As your strength increases and you become familiar with the form, explore a heavier weapon. If you can find an unsharpened blade, this is perhaps the wiser purchase initially.
A genuine sword weighs between 1-2lbs; which is quite heavy when held in front of you. Compensating for the weight will require you to connect throughout your body.
The blade makes it necessary to be both relaxed, alert and precise; you cannot afford to be cut. A good sword can cost quite a lot of money and needs to be handled skilfully and maintained carefully.
The balance of a quality sword is entirely different from a cheaper weapon.

Be honest

Ask yourself honestly why you want to train with a sword... Because it looks cool? You have some romantic notion of being a samurai?
You've watched a lot of Highlander, The Last Samurai, Braveheart or Gladiator? Or are you preserving the heritage?

Practical weaponry

Students are taught how to handle a stick - a short one and walking stick length. The three lengths of stick represent any object that might come to hand. Improvised weaponry is practical.
You reach out your hand and use whatever you find. If a burglar pulls a knife on you, you may well find yourself armed with a frying pan or a TV guide.


Our students practice sword drills, sabre form and the jian form. A heavy weapon offers a notable workout. It develops upper body strength, whole body movement and wrist flexibility.
Students learn how to extend their energy through the blade. We do not teach the sword as a self defence tool.

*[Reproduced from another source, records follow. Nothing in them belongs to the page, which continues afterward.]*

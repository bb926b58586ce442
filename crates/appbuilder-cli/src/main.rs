//! # AppBuilder CLI
//!
//! Generates multi-module applications and adds services to them.
//!
//! ## Startup sequence
//!
//! 1. Parse CLI arguments (clap handles `--help` / `--version` early-exit).
//! 2. Initialise the tracing subscriber (logging).
//! 3. Load configuration (defaults + files + env).
//! 4. Build the [`OutputManager`].
//! 5. Dispatch to the appropriate command handler.
//! 6. Translate any [`CliError`] into a user-facing message and exit code.
//!
//! ## Exit codes
//!
//! | Code | Meaning                 |
//! |------|-------------------------|
//! |  0   | Success                 |
//! |  1   | Internal / system error |
//! |  2   | User / input error      |
//! |  3   | Resource not found      |
//! |  4   | Configuration error     |

use std::io::IsTerminal as _;
use std::process::ExitCode;

use clap::Parser;
use tracing::{debug, info, instrument};

use crate::{
    cli::{Cli, Commands},
    config::AppConfig,
    error::{CliError, CliResult},
    logging::init_logging,
    output::OutputManager,
};

mod cli;
mod commands;
mod config;
mod error;
mod logging;
mod output;

fn main() -> ExitCode {
    // Missing .env is fine.
    let _ = dotenvy::dotenv();

    // ── 1. Parse arguments ────────────────────────────────────────────────
    let cli = match Cli::try_parse() {
        Ok(cli) => cli,
        Err(e) => {
            // --help and --version arrive here too and must exit 0.
            let _ = e.print();
            return if e.use_stderr() {
                ExitCode::from(2)
            } else {
                ExitCode::SUCCESS
            };
        }
    };

    // ── 2. Initialise tracing ─────────────────────────────────────────────
    if let Err(e) = init_logging(&cli.global) {
        eprintln!("Failed to initialise logging: {e}");
        return ExitCode::from(1);
    }

    debug!(
        verbose = cli.global.verbose,
        quiet = cli.global.quiet,
        no_color = cli.global.no_color,
        "CLI started"
    );

    // ── 3. Load configuration ─────────────────────────────────────────────
    let config = match AppConfig::load(cli.global.config.as_deref()) {
        Ok(cfg) => cfg,
        Err(e) => {
            let err = CliError::ConfigError {
                message: format!("{e:#}"),
                source: None,
            };
            return handle_error(err, cli.global.verbose > 0, !cli.global.no_color);
        }
    };

    // ── 4. Build output manager ───────────────────────────────────────────
    let output = OutputManager::new(&cli.global, &config);
    let verbose = cli.global.verbose > 0;
    let colored = output.supports_color();

    // ── 5. Dispatch + 6. Error handling ──────────────────────────────────
    match run(cli, config, output) {
        Ok(()) => {
            info!("AppBuilder completed successfully");
            ExitCode::SUCCESS
        }
        Err(e) => handle_error(e, verbose, colored),
    }
}

/// Dispatch to the correct command handler.
#[instrument(skip_all)]
fn run(cli: Cli, config: AppConfig, output: OutputManager) -> CliResult<()> {
    match cli.command {
        Commands::New(cmd) => commands::new::execute(cmd, config, output),
        Commands::AddService(cmd) => commands::add_service::execute(cmd, config, output),
        Commands::Ids(cmd) => commands::ids::execute(cmd, output),
        Commands::Inject(cmd) => commands::inject::execute(cmd, output),
        Commands::Templates(cmd) => commands::templates::execute(cmd, config, output),
        Commands::Init(cmd) => commands::init::execute(cmd, output),
        Commands::Completions(cmd) => commands::completions::execute(cmd),
        Commands::Config(cmd) => commands::config::execute(cmd, config, output),
    }
}

/// Translate a `CliError` into a user message on stderr and an exit code.
fn handle_error(err: CliError, verbose: bool, colored: bool) -> ExitCode {
    err.log();

    let msg = if colored && std::io::stderr().is_terminal() {
        err.format_colored(verbose)
    } else {
        err.format_plain(verbose)
    };
    eprint!("{msg}");

    ExitCode::from(err.exit_code())
}

// ── tests ─────────────────────────────────────────────────────────────────────

#[cfg(test)]
mod tests {
    use super::*;
    use clap::CommandFactory;

    #[test]
    fn cli_version_matches_cargo() {
        let cmd = Cli::command();
        assert_eq!(cmd.get_version(), Some(env!("CARGO_PKG_VERSION")));
    }

    #[test]
    fn cli_has_author() {
        let cmd = Cli::command();
        assert!(cmd.get_author().is_some());
    }

    #[test]
    fn every_command_is_reachable() {
        let command = Cli::command();
        let names: Vec<&str> = command
            .get_subcommands()
            .map(|c| c.get_name())
            .collect();
        for expected in [
            "new",
            "add-service",
            "ids",
            "inject",
            "templates",
            "init",
            "completions",
            "config",
        ] {
            assert!(names.contains(&expected), "missing subcommand {expected}");
        }
    }
}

The sword, which has now become his 'soul', no longer rests lightly in its scabbard.
Thus it may be that he avoids combat with an unworthy opponent,
a cockscomb who brags about his muscles,
accepting the charge of cowardice with smiling indifference;
though on the other hand, out of esteem for an opponent,
he will insist on a combat which cannot bring anything but an honourable death to the latter.

(Eugen Herrigel)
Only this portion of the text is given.